Is brown paper biodegradable? (7 properties of brown paper) 

In this article, the biodegradability of brown paper will be targeted. Other covered aspects will be:

  • What is brown paper?
  • What are the applications of brown paper?
  • How is brown paper made?
  • What is biodegradability?
  • What is the impact of brown paper on the environment?
  • Is brown paper biodegradable?
  • FAQs

Is brown paper biodegradable?

Brown paper is biodegradable because it is made from natural materials (trees). The microbes can easily degrade brown paper. 

Brown paper is also known as kraft paper and is regarded as strong with high tensile strength. This is because of higher lignin contents and the absence of bleaching agents which may reduce the strength of paper. 

Brown paper is used for a variety of applications including industrial packaging, wrapping, arts, crafts, and protective shipping. 

Other than biodegradable, it is also possible to compost brown paper. Compost is dead organic matter which may be used as a natural fertiliser to improve the soil quality. 

As brown paper does not contain any harmful elements and is rich in organic content, it is very possible to compost brown paper. 

Paper may also be recycled to make new paper, thus leading to better energy and waste management proclivities. 

What is brown paper? (7 properties of brown paper) 

Brown paper is also regarded as kraft paper. It is an unbleached paper which is mostly made from plant sources. The common sources of the brown paper include wood pulp and trees. 

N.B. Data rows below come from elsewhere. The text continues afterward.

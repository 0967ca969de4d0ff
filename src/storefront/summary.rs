//! Cart totals
//!
//! Recomputed from item prices on every cart view; never persisted.

use crate::storage::CartItem;
use rust_decimal::{Decimal, RoundingStrategy};
use serde::Serialize;

/// Subtotal, tax and total for a cart
#[derive(Debug, Clone, Copy, PartialEq, Eq, Serialize)]
pub struct CartSummary {
    pub subtotal: Decimal,
    pub tax: Decimal,
    pub total: Decimal,
}

impl CartSummary {
    /// Sum item prices and apply `tax_rate`, rounding tax to cents
    ///
    /// Amounts are summed as-is; the currency of each price is not compared.
    pub fn compute(cart: &[CartItem], tax_rate: Decimal) -> Self {
        let subtotal: Decimal = cart.iter().map(|item| item.price.amount()).sum();
        let tax = (subtotal * tax_rate)
            .round_dp_with_strategy(2, RoundingStrategy::MidpointAwayFromZero);

        Self {
            subtotal,
            tax,
            total: subtotal + tax,
        }
    }
}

The common uses of brown paper include:

  • Wrapping purposes 
  • Protection
  • Economic void fill
  • Palette lining
  • Packaging of products 
  • Invitation cards & flyers 

Usually when a paper is produced, it goes through a bleaching process and because of that the whiteness of paper is achieved. When brown paper is made, the bleaching part is simply not done. 

Common bleaching agents used for the bleaching process include hydrogen peroxide. When brown paper is made, the use of these bleaching agents is thus avoided. 

The use of bleaching is linked to decreased strength of paper and that is why brown paper is much stronger and more sturdy than the common white paper. 

Since brown paper is made from plant-based sources, there are minimal impacts brown paper on the environment. 

Usually, there are environmental impacts of consumer products because those are made from products derived from fossil fuels. That is why there are issues associated with those products including the emission of greenhouse gases and global warming. 

Kraft paper may have the following properties: 

  • Physical strength
  • Coarse
  • High tensile strength
  • Porous
  • High elasticity
  • High tear resistance 
  • Durable 

Most of these properties give a strong profile to brown paper and that is why it is often used as a strong packaging agent. It may be used for protection and wrapping purposes as well.

Brown paper has high lignin content which is responsible for giving high strength and great tensile profiles to brown paper.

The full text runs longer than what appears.